Role for cholesterol and caveolin‐rich membrane microdomains in controlling the activity Na+/H+ exchange 1 independently of mitogenic stimulation

Abstract

The Na+/H+ exchanger 1 NHE-1 is a ubiquitous membrane transporter mainly involved in pH and cell volume regulation. NHE-1 activation by H+ is carried out according to the Monod-Wyman-Changeux model in which the dimeric NHE-1 oscillates between a low and a high affinity conformation, the balance of which being defined by the ratio between the two forms L0. Influence of cholesterol- and caveolin-rich microdomains on NHE-1 activity is examined, by using a cholesterol depleting agent, methyl-β-cyclodextrin (MBCD).

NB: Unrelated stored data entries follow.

/// orchestrator.rs — "Open protected long": market entry + reduce-only TP
///
/// ORDER FLOW:
///   1. Validate the trade config locally (no network on failure)
///   2. Ask the advisor, bounded by a timeout; advice is informational only
///   3. Read the latest published mark price, derive the TP price
///        tp = mark × (1 + tp% / 100), rounded to the price precision
///   4. MARKET BUY, positionSide LONG
///   5. Entry rejected  → Rejected, no TP is sent
///      Entry accepted  → reduce-only LIMIT SELL at tp, same quantity
///   6. TP rejected / unreachable → PartiallyProtected (live, unhedged long)
///      TP accepted              → Filled
///
/// The two legs are never sent concurrently: the TP is only valid once the
/// entry quantity is known to be on the book. Callers keep at most one
/// `open_long` in flight.
use std::fmt;
use std::sync::Arc;
use std::time::Duration;

use tokio::time::timeout;
use tracing::{error, info, warn};

use crate::advisor::{Advice, AdviceRequest, AdviceSignal, SignalAdvisor};
use crate::error::{ExchangeError, ValidationError};
use crate::exchange::Exchange;
use crate::market::MarketWatch;
use crate::models::{format_quantity, is_tradable_quantity, OrderRequest, TradeConfig};
use crate::session::SessionContext;

#[derive(Debug, Clone, PartialEq)]
pub struct OrderSettings {
    pub symbol:          String,
    pub quantity:        f64,
    pub price_decimals:  usize,
    pub advisor_timeout: Duration,
}

impl Default for OrderSettings {
    fn default() -> Self {
        Self {
            symbol:          "BTC-USDT".into(),
            quantity:        0.001,
            price_decimals:  1,
            advisor_timeout: Duration::from_secs(8),
        }
    }
}

#[derive(Debug, Clone, Copy, PartialEq, Eq, PartialOrd, Ord)]
pub enum Severity {
    Success,
    Retryable,
    Rejected,
    /// Entry is live without its protective exit.
    Critical,
}

#[derive(Debug, Clone, PartialEq)]
pub enum OrderOutcome {
    Filled {
        entry_order_id:       String,
        take_profit_order_id: Option<String>,
        take_profit_price:    f64,
    },
    Rejected {
        code:   i64,
        reason: String,
    },
    PartiallyProtected {
        entry_order_id: String,
        take_profit:    OrderRequest,
        reason:         String,
    },
    TransportFailure {
        detail: String,
    },
}

impl OrderOutcome {
    pub fn severity(&self) -> Severity {
        match self {
            OrderOutcome::Filled { .. }             => Severity::Success,
            OrderOutcome::TransportFailure { .. }   => Severity::Retryable,
            OrderOutcome::Rejected { .. }           => Severity::Rejected,
            OrderOutcome::PartiallyProtected { .. } => Severity::Critical,
        }
    }
}

impl fmt::Display for OrderOutcome {
    fn fmt(&self, f: &mut fmt::Formatter<'_>) -> fmt::Result {
        match self {
            OrderOutcome::Filled { entry_order_id, take_profit_price, .. } => write!(
                f,
                "LONG opened (order {entry_order_id}), take-profit resting at {take_profit_price}"
            ),
            OrderOutcome::Rejected { code, reason } => {
                write!(f, "exchange rejected entry (code {code}): {reason}")
            }
            OrderOutcome::PartiallyProtected { entry_order_id, take_profit, reason } => write!(
                f,
                "UNPROTECTED LONG: entry {entry_order_id} filled but take-profit [{take_profit}] failed: {reason}; place the exit manually"
            ),
            OrderOutcome::TransportFailure { detail } => {
                write!(f, "could not reach the exchange, retry: {detail}")
            }
        }
    }
}

#[derive(Debug, Clone, PartialEq)]
pub struct OrderReport {
    pub outcome:  OrderOutcome,
    pub advisory: Option<Advice>,
}

impl OrderReport {
    /// Advisory warning to show next to the outcome, if any.
    pub fn advisory_warning(&self) -> Option<String> {
        self.advisory
            .as_ref()
            .filter(|a| a.signal == AdviceSignal::Wait)
            .map(|a| format!("weak signal ({:.0}%): {}", a.confidence, a.reason))
    }
}

/// mark × (1 + pct/100), rounded half away from zero to `decimals`.
pub fn take_profit_price(mark_price: f64, take_profit_percent: f64, decimals: usize) -> f64 {
    let raw = mark_price * (1.0 + take_profit_percent / 100.0);
    let scale = 10f64.powi(decimals as i32);
    (raw * scale).round() / scale
}

pub struct OrderOrchestrator {
    exchange: Arc<dyn Exchange>,
    session:  SessionContext,
    market:   MarketWatch,
    advisor:  Option<Arc<dyn SignalAdvisor>>,
    settings: OrderSettings,
}

impl OrderOrchestrator {
    pub fn new(
        exchange: Arc<dyn Exchange>,
        session:  SessionContext,
        market:   MarketWatch,
        settings: OrderSettings,
    ) -> Self {
        Self { exchange, session, market, advisor: None, settings }
    }

    pub fn with_advisor(mut self, advisor: Arc<dyn SignalAdvisor>) -> Self {
        self.advisor = Some(advisor);
        self
    }

    pub fn settings(&self) -> &OrderSettings {
        &self.settings
    }

    /// Local checks only. Nothing here touches the network.
    pub fn preflight(&self, config: &TradeConfig) -> Result<(), ValidationError> {
        config.validate()?;
        if !is_tradable_quantity(self.settings.quantity) {
            return Err(ValidationError::Quantity(self.settings.quantity));
        }
        if !self.session.is_connected() {
            return Err(ValidationError::NotConnected);
        }
        self.mark_price().map(|_| ())
    }

    fn mark_price(&self) -> Result<f64, ValidationError> {
        self.market
            .borrow()
            .as_ref()
            .map(|s| s.mark_price())
            .filter(|p| p.is_finite() && *p > 0.0)
            .ok_or(ValidationError::NoMarkPrice)
    }

    pub async fn open_long(&self, config: &TradeConfig) -> Result<OrderReport, ValidationError> {
        self.preflight(config)?;

        let advisory = self.consult_advisor(config).await;

        // Re-read after the advisor round trip so the TP brackets the fill.
        let mark = self.mark_price()?;
        let tp_price = take_profit_price(mark, config.take_profit_percent, self.settings.price_decimals);
        let symbol = self.settings.symbol.as_str();
        let quantity = self.settings.quantity;

        info!(
            %symbol,
            qty = %format_quantity(quantity),
            leverage = config.leverage,
            mark,
            tp_price,
            margin_mode = ?config.margin_mode,
            position_mode = ?config.position_mode,
            "▶ Opening protected LONG"
        );

        let entry = OrderRequest::long_entry(symbol, quantity, config.leverage);
        let entry_resp = match self.exchange.place_order(&entry).await {
            Ok(r) => r,
            // Credentials went away after preflight; nothing was sent.
            Err(ExchangeError::MissingCredentials) => return Err(ValidationError::NotConnected),
            Err(e) => return Ok(self.report(transport_failure("entry", e), advisory)),
        };

        if !entry_resp.is_success() {
            let outcome = OrderOutcome::Rejected { code: entry_resp.code, reason: entry_resp.msg };
            return Ok(self.report(outcome, advisory));
        }
        let entry_order_id = match entry_resp.data {
            Some(ack) => ack.order_id,
            None => {
                warn!("Entry accepted without an order id; placing take-profit anyway");
                "unknown".to_owned()
            }
        };

        let take_profit = OrderRequest::take_profit(symbol, quantity, tp_price, self.settings.price_decimals);
        let outcome = match self.exchange.place_order(&take_profit).await {
            Ok(r) if r.is_success() => OrderOutcome::Filled {
                entry_order_id,
                take_profit_order_id: r.data.map(|a| a.order_id),
                take_profit_price: tp_price,
            },
            Ok(r) => OrderOutcome::PartiallyProtected {
                entry_order_id,
                take_profit,
                reason: format!("code {}: {}", r.code, r.msg),
            },
            Err(e) => OrderOutcome::PartiallyProtected {
                entry_order_id,
                take_profit,
                reason: e.to_string(),
            },
        };
        Ok(self.report(outcome, advisory))
    }

    async fn consult_advisor(&self, config: &TradeConfig) -> Option<Advice> {
        let advisor = self.advisor.as_ref()?;
        let request = self
            .market
            .borrow()
            .as_ref()
            .map(|s| AdviceRequest::from_snapshot(s, config.volatility_threshold))?;

        let limit = self.settings.advisor_timeout;
        match timeout(limit, advisor.advise(&request)).await {
            Ok(Ok(advice)) => {
                if advice.signal == AdviceSignal::Wait {
                    warn!(reason = %advice.reason, confidence = advice.confidence, "Advisor says WAIT; proceeding");
                } else {
                    info!(reason = %advice.reason, confidence = advice.confidence, "Advisor says OPEN");
                }
                Some(advice)
            }
            Ok(Err(e)) => {
                warn!(error = %e, "Advisor unavailable");
                None
            }
            Err(_) => {
                warn!(timeout_ms = limit.as_millis() as u64, "Advisor timed out");
                None
            }
        }
    }

    fn report(&self, outcome: OrderOutcome, advisory: Option<Advice>) -> OrderReport {
        match &outcome {
            OrderOutcome::Filled { .. } => info!(outcome = %outcome, "✔ Order workflow complete"),
            OrderOutcome::Rejected { .. } | OrderOutcome::TransportFailure { .. } => {
                warn!(outcome = %outcome, "✘ Order workflow failed")
            }
            OrderOutcome::PartiallyProtected { .. } => {
                error!(outcome = %outcome, "✘ Entry without protective take-profit")
            }
        }
        OrderReport { outcome, advisory }
    }
}

fn transport_failure(leg: &str, e: ExchangeError) -> OrderOutcome {
    OrderOutcome::TransportFailure { detail: format!("{leg}: {e}") }
}
/// main.rs — Console entry point
///
/// FLOW:
///   1. Load config from .env (BINGX_*, SYMBOL, TP_PERCENT, ...)
///   2. Open the session context (persisted credentials decide connection)
///   3. Sync the signing clock with BingX server time
///   4. Start the ticker feed and position reconciler
///   5. Read commands from stdin until `quit` / Ctrl-C, one at a time
///   6. Cancel both polling loops and wait for them
use std::sync::Arc;

use anyhow::{Context, Result};
use tokio::io::{AsyncBufReadExt, BufReader};
use tracing::{error, info, warn};
use tracing_subscriber::EnvFilter;

use perp_console::advisor::{GeminiAdvisor, SignalAdvisor};
use perp_console::config::AppConfig;
use perp_console::credentials::{CredentialStore, Credentials};
use perp_console::exchange::{BingxClient, Exchange};
use perp_console::market::MarketWatch;
use perp_console::orchestrator::{OrderOrchestrator, Severity};
use perp_console::reconciler::PositionsWatch;
use perp_console::session::{SessionContext, TradingSession};
use perp_console::TradeConfig;

const HELP: &str = "commands: long [tp%] [leverage] | ticker | positions | config | connect <key> <secret> | disconnect | help | quit";

#[tokio::main(flavor = "current_thread")]
async fn main() -> Result<()> {
    tracing_subscriber::fmt()
        .with_env_filter(
            EnvFilter::try_from_default_env()
                .unwrap_or_else(|_| EnvFilter::new("info")),
        )
        .init();

    info!("╔══════════════════════════════════════════════╗");
    info!("║   PERP CONSOLE  ·  LONG ONLY  •  TP REQUIRED ║");
    info!("╚══════════════════════════════════════════════╝");

    let cfg = AppConfig::from_env()?;
    info!(
        "Config: symbol={} qty={} lev={}x tp={}% vol={} rest={}",
        cfg.symbol, cfg.order_quantity, cfg.trade.leverage,
        cfg.trade.take_profit_percent, cfg.trade.volatility_threshold, cfg.rest_url
    );

    let context = SessionContext::open(CredentialStore::new(&cfg.credentials_path))
        .context("Failed to open credential store")?;
    if !context.is_connected() {
        if let Some(seed) = cfg.seed_credentials.clone() {
            context.connect(seed).context("Failed to store seed credentials")?;
        } else {
            warn!("No API credentials: use `connect <key> <secret>` to enable trading");
        }
    }

    let client = BingxClient::new(&cfg.rest_url, cfg.recv_window_ms, cfg.http_timeout, context.clone())
        .context("HTTP client build failed")?;
    if let Err(e) = client.sync_time().await {
        warn!(error = %e, "Time sync failed; signing with local clock");
    }
    let exchange: Arc<dyn Exchange> = Arc::new(client);

    let session = TradingSession::start(exchange.clone(), context.clone(), &cfg.poll_settings());

    let mut orchestrator = OrderOrchestrator::new(
        exchange,
        context.clone(),
        session.market(),
        cfg.order_settings(),
    );
    if let Some(key) = &cfg.gemini_api_key {
        match GeminiAdvisor::new(key, &cfg.gemini_model, cfg.advisor_timeout) {
            Ok(advisor) => {
                let advisor: Arc<dyn SignalAdvisor> = Arc::new(advisor);
                orchestrator = orchestrator.with_advisor(advisor);
                info!(model = %cfg.gemini_model, "Advisor enabled");
            }
            Err(e) => warn!(error = %e, "Advisor disabled"),
        }
    }

    info!("{HELP}");
    let mut lines = BufReader::new(tokio::io::stdin()).lines();

    loop {
        let line = tokio::select! {
            line = lines.next_line() => line.context("stdin read failed")?,
            _ = tokio::signal::ctrl_c() => {
                info!("Ctrl-C received");
                break;
            }
        };
        let Some(line) = line else { break };
        let words: Vec<&str> = line.split_whitespace().collect();

        // Commands run to completion before the next line is read, so at
        // most one order workflow is ever in flight.
        match words.as_slice() {
            [] => {}
            ["quit"] | ["exit"] => break,
            ["help"] => info!("{HELP}"),
            ["ticker"] => show_market(&session.market(), &cfg.trade),
            ["positions"] => show_positions(&session.positions()),
            ["config"] => info!("{:?}", cfg.trade),
            ["connect", key, secret] => {
                if let Err(e) = context.connect(Credentials::new(*key, *secret)) {
                    error!("✘ {e}");
                }
            }
            ["disconnect"] => {
                if let Err(e) = context.disconnect() {
                    error!("✘ {e}");
                }
            }
            ["long", rest @ ..] => match trade_config(&cfg.trade, rest) {
                Ok(trade) => open_long(&orchestrator, &trade).await,
                Err(e) => error!("✘ {e}"),
            },
            _ => warn!("Unknown command. {HELP}"),
        }
    }

    session.shutdown().await;
    Ok(())
}

fn trade_config(defaults: &TradeConfig, args: &[&str]) -> Result<TradeConfig> {
    let mut trade = defaults.clone();
    if let Some(tp) = args.first() {
        trade.take_profit_percent = tp.parse().with_context(|| format!("bad tp% `{tp}`"))?;
    }
    if let Some(lev) = args.get(1) {
        trade.leverage = lev
            .trim_start_matches('x')
            .parse()
            .with_context(|| format!("bad leverage `{lev}`"))?;
    }
    Ok(trade)
}

async fn open_long(orchestrator: &OrderOrchestrator, trade: &TradeConfig) {
    match orchestrator.open_long(trade).await {
        Ok(report) => {
            if let Some(w) = report.advisory_warning() {
                warn!("⚠ {w}");
            }
            match report.outcome.severity() {
                Severity::Success => info!("✔ {}", report.outcome),
                Severity::Retryable | Severity::Rejected => warn!("✘ {}", report.outcome),
                Severity::Critical => error!("‼ {}", report.outcome),
            }
        }
        Err(e) => error!("✘ Order not sent: {e}"),
    }
}

fn show_market(market: &MarketWatch, trade: &TradeConfig) {
    let snap = market.borrow().clone();
    match snap {
        Some(s) => {
            let t = &s.ticker;
            info!(
                "{:.1}  24h {:+.2}%  H {:.1}  L {:.1}  vol {:.2}  trend {:?}  vol≥{}: {}",
                t.last_price, t.price_change_percent, t.high_price, t.low_price, t.volume,
                s.trend, trade.volatility_threshold,
                if s.volatility_crossed(trade.volatility_threshold) { "yes" } else { "no" }
            );
        }
        None => info!("No ticker yet"),
    }
}

fn show_positions(positions: &PositionsWatch) {
    let snap = positions.borrow().clone();
    if snap.is_empty() {
        info!("No open LONG positions");
        return;
    }
    for p in snap.iter() {
        let pnl_pct = p
            .unrealized_pnl_percent
            .map(|v| format!("{v:+.2}%"))
            .unwrap_or_else(|| "n/a".into());
        info!(
            "{} {} {:?} qty={} entry={:.1} mark={:.1} {}x margin={:.2} pnl={:+.2} ({})",
            p.id, p.symbol, p.margin_mode, p.quantity, p.entry_price, p.mark_price,
            p.leverage, p.margin, p.unrealized_pnl, pnl_pct
        );
    }
}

MBCD induce NHE-1 activation, by modulating its allosteric balance, these effects being reverted by cholesterol repletion. This activation appears to be associated with NHE-1 relocalization outside caveolin-rich microdomains and distinct from mitogenic stimulation of NHE-1, since MBCD and serum cotreatments are additive; besides, serum alone stimulates this transporter without modifying its localization. Finally, MBCD activate a serum-insensitive mutated NHE-1 form and this process occurs independently of MAP kinase phosphorylation. In conclusion, the membrane localization of NHE-1 in or out microdomains seems to be an essentiel regulator of NHE1 activity, independently of mitogenic action.